The bug, which has been labeled “Shell Shock” by security experts, affects computers running Unix-based operating systems like Mac OS X and Linux. That means most of the internet: according to a September survey conducted by Netcraft, a British internet services company, just 13% of the busiest one million websites use Microsoft web servers. Almost everyone else likely serves their website via a Unix operating system that probably uses Bash.
How the “Shell Shock” bug works
Your computer has a type of program called a “shell,” which lets you give it commands like “Run my web browser” or “Open up this file.” If you use a Mac or Linux computer, that shell is probably Bash by default.
You want to be very careful about the commands you give to your shell. For example, you probably don’t want to give it commands like “Delete all my files!” or “Download a virus from an evil website!” Above all, you don’t want to give a random, malicious person on the internet access to your shell.
Unfortunately, that’s exactly what the Shell Shock bug does.
The problem arises because lots of web servers pass data into shell scripts—mini-programs that are run by the shell. Sometimes, the data that the web servers allow in can be modified by the guy on the other end of the line. For example, If I’m browsing google.com, and Google wants to take note of what web browser I’m using, I can actually modify the data that identifies my browser to trick Google into thinking I’m using Internet Explorer instead of Chrome.
Here’s where Bash does a very dumb thing: If I cleverly modify the data I pass across the network, I can trick Bash into running any command that I want. So I, a random guy somewhere on the internet, can make a web server run an arbitrary shell program commanding that server to do anything—dump a database, download a virus, or take itself off the internet.

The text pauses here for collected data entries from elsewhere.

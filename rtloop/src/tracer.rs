//! Per-thread span and metric recorder.
//!
//! A [`Tracer`] belongs to one real-time thread. That thread is the only
//! producer: it pushes [`TraceEvent`]s into a bounded lock-free queue
//! without allocating or blocking. The trace session drains the queue
//! from its own background thread.
//!
//! # RT Safety
//!
//! - Bounded capacity, allocated once at construction
//! - Push is a single CAS; a full queue drops the event and bumps a counter
//! - Recording is skipped entirely (no clock read) while no session is active
//! - Without the `trace` feature every recording call compiles to nothing

use crossbeam::queue::ArrayQueue;
use rtloop_common::clock::now_ns;
use rtloop_common::sched::TracerConfig;
use static_assertions::assert_impl_all;
use std::sync::Arc;
use std::sync::atomic::{AtomicBool, AtomicI32, AtomicU64, Ordering};

/// Metric: actual wake time minus nominal wake time [ns].
pub const METRIC_WAKEUP_LATENCY: &str = "WakeupLatency";
/// Metric: duration of one loop callback [ns].
pub const METRIC_LOOP_LATENCY: &str = "LoopLatency";
/// Span: absolute sleep to the next period boundary.
pub const SPAN_SLEEP: &str = "Sleep";

/// One recorded event.
#[derive(Debug, Clone, Copy, PartialEq, Eq)]
pub enum TraceEvent {
    /// Named timed interval.
    Span {
        /// Span name.
        name: &'static str,
        /// Start [ns, CLOCK_MONOTONIC].
        start_ns: i64,
        /// End [ns, CLOCK_MONOTONIC].
        end_ns: i64,
    },
    /// Named sample.
    Metric {
        /// Metric name.
        name: &'static str,
        /// Sample value.
        value: i64,
        /// Sample time [ns, CLOCK_MONOTONIC].
        timestamp_ns: i64,
    },
}

impl TraceEvent {
    /// Time at which the event was complete: span end or metric sample time.
    #[inline]
    pub fn completed_at_ns(&self) -> i64 {
        match *self {
            Self::Span { end_ns, .. } => end_ns,
            Self::Metric { timestamp_ns, .. } => timestamp_ns,
        }
    }
}

struct TracerInner {
    thread_name: String,
    tid: AtomicI32,
    enabled: AtomicBool,
    #[cfg(feature = "trace")]
    queue: ArrayQueue<TraceEvent>,
    dropped: AtomicU64,
}

/// Handle to a thread's trace buffer. Clones share the buffer.
#[derive(Clone)]
pub struct Tracer {
    inner: Arc<TracerInner>,
}

assert_impl_all!(Tracer: Send, Sync, Clone);

impl std::fmt::Debug for Tracer {
    fn fmt(&self, f: &mut std::fmt::Formatter<'_>) -> std::fmt::Result {
        f.debug_struct("Tracer")
            .field("thread", &self.inner.thread_name)
            .field("tid", &self.tid())
            .field("enabled", &self.is_enabled())
            .field("dropped", &self.dropped())
            .finish()
    }
}

impl Tracer {
    /// Create a tracer for `thread_name`. Allocates the whole buffer now.
    ///
    /// The tracer starts disabled; a trace session enables it.
    pub fn new(thread_name: &str, config: &TracerConfig) -> Self {
        #[cfg(not(feature = "trace"))]
        let _ = config;
        Self {
            inner: Arc::new(TracerInner {
                thread_name: thread_name.to_string(),
                tid: AtomicI32::new(0),
                enabled: AtomicBool::new(false),
                #[cfg(feature = "trace")]
                queue: ArrayQueue::new(config.capacity.max(1)),
                dropped: AtomicU64::new(0),
            }),
        }
    }

    /// Name of the owning thread.
    pub fn thread_name(&self) -> &str {
        &self.inner.thread_name
    }

    /// Kernel tid of the owning thread, once it has started.
    pub fn tid(&self) -> Option<i32> {
        match self.inner.tid.load(Ordering::Acquire) {
            0 => None,
            tid => Some(tid),
        }
    }

    /// Record the calling thread as the owner.
    pub(crate) fn bind_current_thread(&self) {
        self.inner
            .tid
            .store(crate::rt::current_tid(), Ordering::Release);
    }

    /// Turn recording on or off. Called by the trace session.
    pub fn set_enabled(&self, enabled: bool) {
        self.inner.enabled.store(enabled, Ordering::Release);
    }

    /// `true` while events are being recorded.
    #[inline]
    pub fn is_enabled(&self) -> bool {
        cfg!(feature = "trace") && self.inner.enabled.load(Ordering::Relaxed)
    }

    /// Events dropped because the buffer was full.
    pub fn dropped(&self) -> u64 {
        self.inner.dropped.load(Ordering::Relaxed)
    }

    /// Start a span that is recorded when the returned guard drops.
    ///
    /// ```rust
    /// # use rtloop::tracer::Tracer;
    /// # use rtloop_common::sched::TracerConfig;
    /// let tracer = Tracer::new("worker", &TracerConfig::default());
    /// {
    ///     let _span = tracer.with_span("ReadSensors");
    ///     // ... work ...
    /// }
    /// ```
    #[inline]
    pub fn with_span(&self, name: &'static str) -> SpanGuard<'_> {
        SpanGuard::start(self, name)
    }

    /// Record a completed span.
    #[inline]
    pub fn record_span(&self, name: &'static str, start_ns: i64, end_ns: i64) {
        if self.is_enabled() {
            self.push(TraceEvent::Span {
                name,
                start_ns,
                end_ns,
            });
        }
    }

    /// Record a metric sample.
    #[inline]
    pub fn record_metric(&self, name: &'static str, value: i64, timestamp_ns: i64) {
        if self.is_enabled() {
            self.push(TraceEvent::Metric {
                name,
                value,
                timestamp_ns,
            });
        }
    }

    #[cfg(feature = "trace")]
    #[inline]
    fn push(&self, event: TraceEvent) {
        if self.inner.queue.push(event).is_err() {
            self.inner.dropped.fetch_add(1, Ordering::Relaxed);
        }
    }

    #[cfg(not(feature = "trace"))]
    #[inline(always)]
    fn push(&self, _event: TraceEvent) {}

    /// Move up to `max` buffered events into `out`. Returns the number moved.
    ///
    /// Must only be called from one consumer (the trace session).
    pub fn drain_into(&self, out: &mut Vec<TraceEvent>, max: usize) -> usize {
        #[cfg(feature = "trace")]
        {
            let mut moved = 0;
            while moved < max {
                match self.inner.queue.pop() {
                    Some(event) => {
                        out.push(event);
                        moved += 1;
                    }
                    None => break,
                }
            }
            moved
        }
        #[cfg(not(feature = "trace"))]
        {
            let _ = (out, max);
            0
        }
    }

    /// `true` if both handles refer to the same buffer.
    pub fn same_as(&self, other: &Tracer) -> bool {
        Arc::ptr_eq(&self.inner, &other.inner)
    }
}

/// Scoped span: records `{name, start, end}` when dropped, on every exit path.
#[must_use = "the span ends when the guard is dropped"]
pub struct SpanGuard<'a> {
    tracer: &'a Tracer,
    name: &'static str,
    start_ns: Option<i64>,
}

impl<'a> SpanGuard<'a> {
    #[inline]
    fn start(tracer: &'a Tracer, name: &'static str) -> Self {
        let start_ns = tracer.is_enabled().then(now_ns);
        Self {
            tracer,
            name,
            start_ns,
        }
    }
}

impl Drop for SpanGuard<'_> {
    #[inline]
    fn drop(&mut self) {
        if let Some(start_ns) = self.start_ns {
            self.tracer.record_span(self.name, start_ns, now_ns());
        }
    }
}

This is very bad. And hours after Shell Shock was announced publicly, it is already being actively exploited.
Don’t cry for Google
The big, smart companies will be fine. A software patch has already been issued; Amazon rolled it out to its Web Services clients Wednesday afternoon, according to a company security bulletin. No doubt, all large, responsible tech companies have done the same.
This is a story we’ve heard before. The fallout from Shell Shock, like Heartbleed, will take place over months or years. Bash has been around since the 1980s, and many devices and systems that aren’t subject to stringent security monitoring will likely remain vulnerable until some hacker discovers them and takes control.